I joined a dozen other history buffs in shuffling our chairs about the small area at the back of the old bookstore in order to get the best advantage to hear the story about to be told by Fairlie Sandilands.  Fairlie, who has a degree in Anthropology and qualifications in Museum Curatorship, spent many years living in Townsville and was the start-up curator for the Magnetic Island museum.  Now at the age of sixty years and retired to a home at Topaz, she has looked back some forty years to when she was a nineteen year old teenager working for a film company and the adventure she was to have researching for a proposed film.

Drums of Mer book
With a screen in place and the projector set for the powerpoint show, Fairlie began her tale of a movie project that could have been one of the great Australian films but was not to be.  The talk she entitled, 'Drums of Mer Revisited' started with an over-view of the history of the Torres Straits and the culture of the islander people who call the Straits home.  Fairlie then told of how a young adventurer and prospector named Ion L. Idriess, known then as 'Jack', wandered into the Straits and came to learn much of the Islander culture.  While camping at old Somerset, Ion had the privilege to be one of the last to read the decaying journals of the Jardine family and having learnt from Rev MacFarlane of the great anthropological expedition of the 1890's, he later studied the reports of this Cambridge Expedition.  This study was the background to the writing of his 1933 novel 'Drums of Mer' which he based on the true story of the wreck of the ship 'Charles Eaton'.

Ion L. Idriess 1950
Fairlie went on to explain how she became involved with a group of film makers led by Sandy Harbutt who had just made the classic Australian movie 'Stone'.  Have been a fan of Idriess since boyhood, Sandy sought to make a feature film of 'Drums of Mer' and spoke to Idriess about his project and obtained the film rights.  He found funding near impossible to find but had obtained a little money to finance the researching of the proposed movie and sent the young Fairlie to interview Ion Idriess and up to the Torres Straits.  Fairlie spoke of her three months long expedition to Mer Island to talk about the project with the Murray islanders.  She found the people there had been so impressed with Idriess' novel that they were using it as a text book on their culture with a few even believing it was actually non-fiction.  They were quite keen to see the film made especially after they discover that the actor Mr Harry Belafonte had shown interest in starring as the lead character.

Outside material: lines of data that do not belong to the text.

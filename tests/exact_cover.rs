//! Integration tests for the core exact-cover engine ([`dlx`], [`search`]):
//! the Wikipedia example, degenerate matrices, the cover/uncover identity,
//! and determinism across independent runs.

use dlx_exact_cover::{build_matrix, DlxError};

/// Routes `log` output through `env_logger` for this test binary so a
/// failing test can be re-run with `RUST_LOG=debug` for diagnostics.
fn init_logging() {
    let _ = env_logger::builder().is_test(true).try_init();
}

fn wikipedia_matrix() -> dlx_exact_cover::Matrix {
    // From original_source/exactcover.py's Wikipedia-example comment.
    let options = vec![
        vec![0, 3, 6],    // A
        vec![0, 3],       // B
        vec![3, 4, 6],    // C
        vec![2, 4, 5],    // D
        vec![1, 2, 5, 6], // E
        vec![1, 6],       // F
    ];
    build_matrix(&options, 7).unwrap()
}

#[test]
fn wikipedia_example_emits_expected_solution() {
    init_logging();
    let mut matrix = wikipedia_matrix();

    let mut solutions = Vec::new();
    matrix.solve_all(|s| solutions.push(s));

    assert_eq!(solutions.len(), 1);
    let mut solution = solutions[0].clone();
    solution.sort_unstable();
    assert_eq!(solution, vec![1, 3, 5]);
}

#[test]
fn empty_matrix_emits_the_empty_solution() {
    init_logging();
    let mut matrix = build_matrix(&[], 0).unwrap();

    let mut solutions = Vec::new();
    matrix.solve_all(|s| solutions.push(s));

    assert_eq!(solutions, vec![Vec::<usize>::new()]);
    assert_eq!(matrix.solve_first().unwrap(), Some(Vec::new()));
}

#[test]
fn isolated_constraint_is_unsatisfiable() {
    init_logging();
    let mut matrix = build_matrix(&[vec![0]], 2).unwrap();

    let mut solutions = Vec::new();
    matrix.solve_all(|s| solutions.push(s));
    assert!(solutions.is_empty());
    assert_eq!(matrix.solve_first().unwrap(), None);
}

#[test]
fn forced_chain_emits_exactly_one_solution() {
    init_logging();
    let mut matrix = build_matrix(&[vec![0], vec![1], vec![2]], 3).unwrap();

    let mut solutions = Vec::new();
    matrix.solve_all(|s| solutions.push(s));

    assert_eq!(solutions.len(), 1);
    let mut solution = solutions[0].clone();
    solution.sort_unstable();
    assert_eq!(solution, vec![0, 1, 2]);
}

#[test]
fn solve_all_is_deterministic_across_runs() {
    init_logging();
    let options = vec![
        vec![0, 3, 6],
        vec![0, 3],
        vec![3, 4, 6],
        vec![2, 4, 5],
        vec![1, 2, 5, 6],
        vec![1, 6],
    ];

    let mut first = build_matrix(&options, 7).unwrap();
    let mut second = build_matrix(&options, 7).unwrap();

    let mut a = Vec::new();
    first.solve_all(|s| a.push(s));
    let mut b = Vec::new();
    second.solve_all(|s| b.push(s));

    assert_eq!(a, b);
}

#[test]
fn solve_up_to_stops_at_the_limit() {
    init_logging();
    // Two independent 1-of-2 choices: 4 total solutions.
    let options = vec![vec![0], vec![0], vec![1], vec![1]];
    let mut matrix = build_matrix(&options, 2).unwrap();
    let solutions = matrix.solve_up_to(2);
    assert_eq!(solutions.len(), 2);
}

#[test]
fn cover_then_uncover_restores_live_counts() {
    init_logging();
    // solve_all explores every branch and uncovers on the way back out of
    // each one (unlike solve_first, which stops on the first success
    // without unwinding), so the matrix is bit-identical afterwards.
    let mut matrix = wikipedia_matrix();
    let before = matrix.live_counts();

    matrix.solve_all(|_| {});

    let after = matrix.live_counts();
    assert_eq!(before, after);
}

#[test]
fn solving_restores_the_header_ring() {
    init_logging();
    let mut matrix = wikipedia_matrix();
    let before = matrix.live_columns();

    matrix.solve_all(|_| {});

    let after = matrix.live_columns();
    assert_eq!(before, after);
}

#[test]
fn build_matrix_rejects_out_of_range_constraint() {
    init_logging();
    let err = build_matrix(&[vec![0, 5]], 3).unwrap_err();
    assert!(matches!(err, DlxError::InvalidInput(_)));
}

#[test]
fn build_matrix_rejects_duplicate_constraint_in_one_option() {
    init_logging();
    let err = build_matrix(&[vec![0, 1, 0]], 3).unwrap_err();
    assert!(matches!(err, DlxError::InvalidInput(_)));
}

#[test]
fn build_matrix_accepts_empty_option() {
    init_logging();
    let matrix = build_matrix(&[vec![], vec![0]], 1).unwrap();
    assert_eq!(matrix.num_options(), 2);
}
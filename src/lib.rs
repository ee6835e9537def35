//! An exact-cover solver built on Knuth's dancing links (DLX), with a
//! Sudoku-to-exact-cover reduction on top.
//!
//! [`dlx`] owns the toroidal sparse matrix and the cover/uncover primitive;
//! [`search`] is the recursive branch-and-bound engine built on it;
//! [`sudoku`] is a thin collaborator that reduces a 9×9 grid to the matrix
//! `dlx` expects and decodes a solution back into digits. Nothing in `dlx`
//! or `search` knows Sudoku exists.

pub mod dlx;
pub mod error;
pub mod search;
pub mod sudoku;

pub use dlx::{build_matrix, Matrix, NodeId};
pub use error::DlxError;
pub use search::SolveOptions;
pub use sudoku::{sudoku_decode, sudoku_encode, Grid, Sudoku};
//! Rendered reports can be read back without losing the comparison table

use benchmatrix_core::report::{parse_table, render_json, render_text};
use benchmatrix_core::{ComparisonEngine, EnvironmentSnapshot, RawCapture, Variant, Verdict};

const BASELINE: &str = "\
Benchmarking parse
parse                   time:   [72.100 µs 72.624 µs 73.190 µs]
serialize/large
                        time:   [151.02 ms 151.08 ms 151.20 ms]
test tiny ... bench:       1,250 ns/iter (+/- 30)
";

const FASTER: &str = "\
parse                   time:   [55.000 µs 56.000 µs 57.000 µs]
serialize/large         time:   [150.90 ms 151.00 ms 151.10 ms]
";

#[test]
fn table_round_trip_preserves_order_changes_and_verdicts() {
    let env = EnvironmentSnapshot::new("AMD Ryzen 9 7950X", "Ubuntu 24.04", Some(32), "deadbeef", Some(false));
    let report = ComparisonEngine::default()
        .compare(
            "simd-json",
            &env,
            (&Variant::baseline(), &RawCapture::from(BASELINE)),
            &[
                (Variant::new("mimalloc"), RawCapture::from(FASTER)),
                (Variant::new("smalloc"), RawCapture::from("garbage")),
            ],
        )
        .unwrap();

    let text = render_text(&report).unwrap();
    assert!(text.contains("Git status: Uncommitted changes"));

    let parsed = parse_table(&text).unwrap();
    assert_eq!(parsed.len(), report.rows.len());
    for (row, record) in parsed.iter().zip(&report.rows) {
        assert_eq!(row.case, record.case);
        assert_eq!(row.variant, record.variant);
        assert_eq!(row.verdict, record.verdict);
        match (row.change_percent, record.relative_change) {
            (Some(percent), Some(ratio)) => assert!((percent - ratio * 100.0).abs() <= 0.05 + 1e-9),
            (None, None) => {}
            other => panic!("change mismatch for {}/{}: {other:?}", row.case, row.variant),
        }
    }

    let tiny: Vec<_> = parsed.iter().filter(|row| row.case == "tiny").collect();
    assert_eq!(tiny.len(), 3);
    assert_eq!(tiny[1].verdict, Verdict::NotMeasured);
    assert_eq!(
        parsed.iter().find(|row| row.case == "parse" && row.variant == "mimalloc").map(|row| row.verdict),
        Some(Verdict::Improved)
    );
}

#[test]
fn json_report_carries_rows_and_environment() {
    let env = EnvironmentSnapshot::new("cpu", "os", None, "abc", None);
    let report = ComparisonEngine::default()
        .compare(
            "bench",
            &env,
            (&Variant::baseline(), &RawCapture::from(BASELINE)),
            &[(Variant::new("mimalloc"), RawCapture::from(FASTER))],
        )
        .unwrap();

    let value: serde_json::Value = serde_json::from_str(&render_json(&report).unwrap()).unwrap();
    assert_eq!(value["suite"], "bench");
    assert!(value["generated_at"].is_string());
    assert_eq!(value["rows"].as_array().unwrap().len(), report.rows.len());
}
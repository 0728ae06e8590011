//! Per-environment storage of raw captures and reports
//!
//! Layout under `<output_root>/<slug>/`:
//!
//! ```text
//! <suite>.<variant>.raw     promoted capture, one per variant
//! <suite>.result.txt        comparison report
//! <suite>.graph.svg         optional chart
//! <suite>.result.json       optional machine-readable report
//! .scratch-XXXXXX/          captures of the run in progress
//! ```

use crate::capture::RawCapture;
use crate::error::{MatrixError, MatrixResult};
use crate::registry::Variant;
use crate::report::remove_if_exists;
use std::path::{Path, PathBuf};
use tempfile::TempDir;

const PREVIOUS_SUFFIX: &str = "prev";

/// Captures and reports for one environment slug
#[derive(Debug, Clone)]
pub struct ResultStore {
    dir: PathBuf,
    suite: String,
}

impl ResultStore {
    /// Create (if needed) the directory for `slug` under `output_root`
    pub fn open(output_root: &Path, slug: &str, suite: &str) -> MatrixResult<Self> {
        let dir = output_root.join(slug);
        std::fs::create_dir_all(&dir).map_err(|err| MatrixError::io(&dir, err))?;
        Ok(Self {
            dir,
            suite: suite.to_string(),
        })
    }

    #[must_use]
    pub fn dir(&self) -> &Path {
        &self.dir
    }

    #[must_use]
    pub fn suite(&self) -> &str {
        &self.suite
    }

    #[must_use]
    pub fn artifact_path(&self, variant: &str) -> PathBuf {
        self.dir.join(artifact_file_name(&self.suite, variant))
    }

    #[must_use]
    pub fn report_path(&self) -> PathBuf {
        self.dir.join(format!("{}.result.txt", self.suite))
    }

    #[must_use]
    pub fn graph_path(&self) -> PathBuf {
        self.dir.join(format!("{}.graph.svg", self.suite))
    }

    #[must_use]
    pub fn json_path(&self) -> PathBuf {
        self.dir.join(format!("{}.result.json", self.suite))
    }

    /// Remove every report output so a stale one never looks current
    pub fn clear_report(&self) -> MatrixResult<()> {
        for path in [self.report_path(), self.graph_path(), self.json_path()] {
            remove_if_exists(&path)?;
        }
        Ok(())
    }

    /// Fresh scratch directory for one matrix run
    pub fn scratch(&self) -> MatrixResult<ScratchArea> {
        let dir = tempfile::Builder::new()
            .prefix(".scratch-")
            .tempdir_in(&self.dir)
            .map_err(|err| MatrixError::io(&self.dir, err))?;
        tracing::debug!(path = %dir.path().display(), "Scratch area created");
        Ok(ScratchArea {
            dir,
            suite: self.suite.clone(),
        })
    }

    /// Move every listed variant's capture from `scratch` into the store.
    ///
    /// Either all captures are promoted or none are: previous artifacts are
    /// set aside first and put back if any rename fails. Variants not listed
    /// are left untouched.
    pub fn promote(&self, scratch: ScratchArea, variants: &[Variant]) -> MatrixResult<()> {
        for variant in variants {
            let staged = scratch.capture_path(&variant.name);
            if !staged.is_file() {
                return Err(MatrixError::Promotion {
                    dir: self.dir.clone(),
                    reason: format!("no capture for variant '{}' in scratch area", variant.name),
                });
            }
        }

        let mut set_aside: Vec<(PathBuf, PathBuf)> = Vec::new();
        let mut promoted: Vec<PathBuf> = Vec::new();
        let result = (|| -> std::io::Result<()> {
            for variant in variants {
                let destination = self.artifact_path(&variant.name);
                if destination.exists() {
                    let aside = scratch
                        .path()
                        .join(format!("{}.{PREVIOUS_SUFFIX}", artifact_file_name(&self.suite, &variant.name)));
                    std::fs::rename(&destination, &aside)?;
                    set_aside.push((aside, destination));
                }
            }
            for variant in variants {
                let destination = self.artifact_path(&variant.name);
                std::fs::rename(scratch.capture_path(&variant.name), &destination)?;
                promoted.push(destination);
            }
            Ok(())
        })();

        if let Err(err) = result {
            for path in &promoted {
                let _ = std::fs::remove_file(path);
            }
            for (aside, destination) in &set_aside {
                if let Err(restore) = std::fs::rename(aside, destination) {
                    tracing::error!(path = %destination.display(), error = %restore, "Failed to restore previous capture");
                }
            }
            return Err(MatrixError::Promotion {
                dir: self.dir.clone(),
                reason: err.to_string(),
            });
        }

        tracing::info!(dir = %self.dir.display(), variants = variants.len(), "Captures promoted");
        Ok(())
    }

    /// Read a promoted capture
    pub fn fetch(&self, variant: &str) -> MatrixResult<RawCapture> {
        let path = self.artifact_path(variant);
        match std::fs::read(&path) {
            Ok(bytes) => Ok(RawCapture::new(bytes)),
            Err(err) if err.kind() == std::io::ErrorKind::NotFound => {
                Err(MatrixError::MissingArtifact {
                    variant: variant.to_string(),
                    path,
                })
            }
            Err(err) => Err(MatrixError::io(path, err)),
        }
    }
}

/// Temporary home of the captures of one run; removed on drop
#[derive(Debug)]
pub struct ScratchArea {
    dir: TempDir,
    suite: String,
}

impl ScratchArea {
    #[must_use]
    pub fn path(&self) -> &Path {
        self.dir.path()
    }

    /// Where the runner streams a variant's output
    #[must_use]
    pub fn capture_path(&self, variant: &str) -> PathBuf {
        self.dir.path().join(artifact_file_name(&self.suite, variant))
    }
}

fn artifact_file_name(suite: &str, variant: &str) -> String {
    format!("{suite}.{variant}.raw")
}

Sadly, the film could not be financed, although Sandy Harbutt still believes in the project to this day.  Fairlie ended her story telling of her time spent with Ion Idriess and how it took her many years to realize what a privilege it had been to be able to meet and talk with this truly iconic Australian.  Been a fan of Ion Idriess myself, I found great delight in this afternoon's discussion.  It also gave me a greater appreciation of the academic value of Idriess' writings.  Especially after having just re-read many of his northern Queensland books after nearly thirty-five years of history study since my first reading.  So thank you Fairlie Sandilands for sharing your experiences.